TfL data tracking plans highlight importance of privacy regulation

By Lucy Ingham

A plan by Transport for London (TfL) to collect data from the network’s Wi-Fi users about their movements across the city’s transport system has underscored the importance of mass data tracking regulation, according to a cybersecurity expert.

Announced yesterday, the project will see depersonalised data collected from users’ Wi-Fi connections on the network from 8 July. TfL has said that individual customers will not be identified from the data collected.

It is hoped that the TfL data tracking plans will enable improvements to the network, including providing insights into areas with overcrowding that users can then avoid.

“The benefits this new depersonalised dataset could unlock across our network—from providing customers with better alerts about overcrowding to helping station staff have a better understanding of the network in near-real time — are enormous ,” said TfL chief data officer Lauren Sager Weinstein.

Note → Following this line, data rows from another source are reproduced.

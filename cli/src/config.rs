// SPDX-FileCopyrightText: 2025-2026 Zexin Yuan <aim@yzx9.xyz>
//
// SPDX-License-Identifier: Apache-2.0

use std::{error::Error, path::PathBuf, str::FromStr};

use tokio::fs;

use farmcal_core::{APP_NAME, Config as CoreConfig};

const FARMCAL_CONFIG_ENV: &str = "FARMCAL_CONFIG";

/// Looks up and reads the configuration file.
///
/// The file is taken from `path`, then from the `FARMCAL_CONFIG` environment variable, then
/// from the user configuration directory. Only the last one may be missing, in which case the
/// defaults are used.
#[tracing::instrument]
pub async fn parse_config(path: Option<PathBuf>) -> Result<(CoreConfig, Config), Box<dyn Error>> {
    let path = if let Some(path) = path {
        path
    } else if let Ok(env_path) = std::env::var(FARMCAL_CONFIG_ENV) {
        PathBuf::from(env_path)
    } else {
        let config = get_config_dir()?.join(format!("{APP_NAME}/config.toml"));
        if !config.exists() {
            tracing::debug!(path = %config.display(), "no config file, using defaults");
            return Ok((CoreConfig::default(), Config::default()));
        }
        config
    };

    fs::read_to_string(&path)
        .await
        .map_err(|e| format!("Failed to read config file at {}: {}", path.display(), e))?
        .parse::<ConfigRaw>()
        .map(|a| (a.core, a.cli))
}

/// Configuration of the command-line interface.
#[derive(Debug, Default, Clone, Copy, PartialEq, Eq, serde::Deserialize)]
#[serde(default)]
pub struct Config {
    /// Show all columns by default.
    pub verbose: bool,
}

#[derive(Debug, Default, serde::Deserialize)]
#[serde(default)]
struct ConfigRaw {
    core: CoreConfig,
    cli: Config,
}

impl FromStr for ConfigRaw {
    type Err = Box<dyn Error>;

    fn from_str(s: &str) -> Result<Self, Self::Err> {
        Ok(toml::from_str(s)?)
    }
}

fn get_config_dir() -> Result<PathBuf, Box<dyn Error>> {
    #[cfg(unix)]
    let config_dir = xdg::BaseDirectories::new().get_config_home();
    #[cfg(windows)]
    let config_dir = dirs::config_dir();
    config_dir.ok_or_else(|| "User-specific config directory not found".into())
}
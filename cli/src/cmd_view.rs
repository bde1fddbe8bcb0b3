// SPDX-FileCopyrightText: 2025 Zexin Yuan <aim@yzx9.xyz>
//
// SPDX-License-Identifier: Apache-2.0

use std::error::Error;

use clap::{ArgMatches, Command};
use farmcal_core::{CategoryFilter, FarmCalendar, ViewMode};

use crate::arg::{CommonArgs, ViewArgs};
use crate::calendar_formatter::CalendarFormatter;
use crate::util::parse_date;

/// Render one of the calendar views.
#[derive(Debug, Clone)]
pub struct CmdView {
    pub mode: ViewMode,
    pub date: Option<String>,
    pub category: CategoryFilter,
    pub hide_completed: bool,
    pub search: Option<String>,
    pub verbose: bool,
}

impl CmdView {
    pub const MONTH: &str = "month";
    pub const WEEK: &str = "week";
    pub const DAY: &str = "day";
    pub const AGENDA: &str = "agenda";

    /// Subcommands for every view mode.
    pub fn commands() -> [Command; 4] {
        [
            Self::command(ViewMode::Month)
                .alias("m")
                .about("Show a month grid with the events of that month"),
            Self::command(ViewMode::Week)
                .alias("w")
                .about("Show the seven days of a week"),
            Self::command(ViewMode::Day)
                .alias("d")
                .about("Show the hourly schedule of a day"),
            Self::command(ViewMode::Agenda)
                .alias("a")
                .about("List every event grouped by month and day"),
        ]
    }

    pub fn command(mode: ViewMode) -> Command {
        Command::new(Self::name(mode))
            .arg(ViewArgs::date())
            .arg(ViewArgs::category())
            .arg(ViewArgs::hide_completed())
            .arg(ViewArgs::search())
            .arg(CommonArgs::verbose())
    }

    pub fn name(mode: ViewMode) -> &'static str {
        match mode {
            ViewMode::Month => Self::MONTH,
            ViewMode::Week => Self::WEEK,
            ViewMode::Day => Self::DAY,
            ViewMode::Agenda => Self::AGENDA,
        }
    }

    pub fn from(mode: ViewMode, matches: &ArgMatches) -> Self {
        Self {
            mode,
            date: ViewArgs::get_date(matches),
            category: ViewArgs::get_category(matches),
            hide_completed: ViewArgs::get_hide_completed(matches),
            search: ViewArgs::get_search(matches),
            verbose: CommonArgs::get_verbose(matches),
        }
    }

    /// The month view of today, as shown when no subcommand is given.
    pub fn month() -> Self {
        Self {
            mode: ViewMode::Month,
            date: None,
            category: CategoryFilter::All,
            hide_completed: false,
            search: None,
            verbose: false,
        }
    }

    pub async fn run(self, calendar: &mut FarmCalendar) -> Result<(), Box<dyn Error>> {
        tracing::debug!(?self, "rendering view...");
        self.apply(calendar)?;
        let formatter = CalendarFormatter::new(calendar.today(), self.verbose);
        print!("{}", formatter.format(calendar));
        Ok(())
    }

    /// Moves the calendar to the requested view and filters.
    pub fn apply(&self, calendar: &mut FarmCalendar) -> Result<(), Box<dyn Error>> {
        if let Some(date) = &self.date {
            let date = parse_date(calendar.today(), date)?;
            calendar.show_month(date);
            // selecting from the month view would switch to the day view
            calendar.set_mode(ViewMode::Week);
            calendar.select_date(date);
        }
        calendar.set_mode(self.mode);
        calendar.set_category(self.category.clone());
        calendar.set_show_completed(!self.hide_completed);
        if let Some(search) = &self.search {
            calendar.set_search_query(search.as_str());
        }
        Ok(())
    }
}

Privacy regulation importance underscored by TfL data tracking plans

TfL is working with the Information Commissioner’s Office to ensure it complies with data protection laws, including GDPR, during the project. However, this does indicate how important these types of laws are in ensuring that such projects protect the privacy of users.

“It is important that these mass-collections of data are monitored and regulated. There is nothing inherently risky in collecting information that will help improve the logistics of operations, but customers should be informed that a certain type of data will be recorded and asked whether they wish to opt out,” said Paul Norris, senior systems engineer, EMEA, at Tripwire.

“This will likely happen through an additional disclaimer to which users will have to agree before they can connect to the public Wi-Fi.”

As more options for connections become available, there are going to be a growing number of opportunities for projects like the TfL data tracking plans – and while current regulations are helping to protect users, Norris argues that companies will need to ensure they place consumer protection at the core of any future efforts.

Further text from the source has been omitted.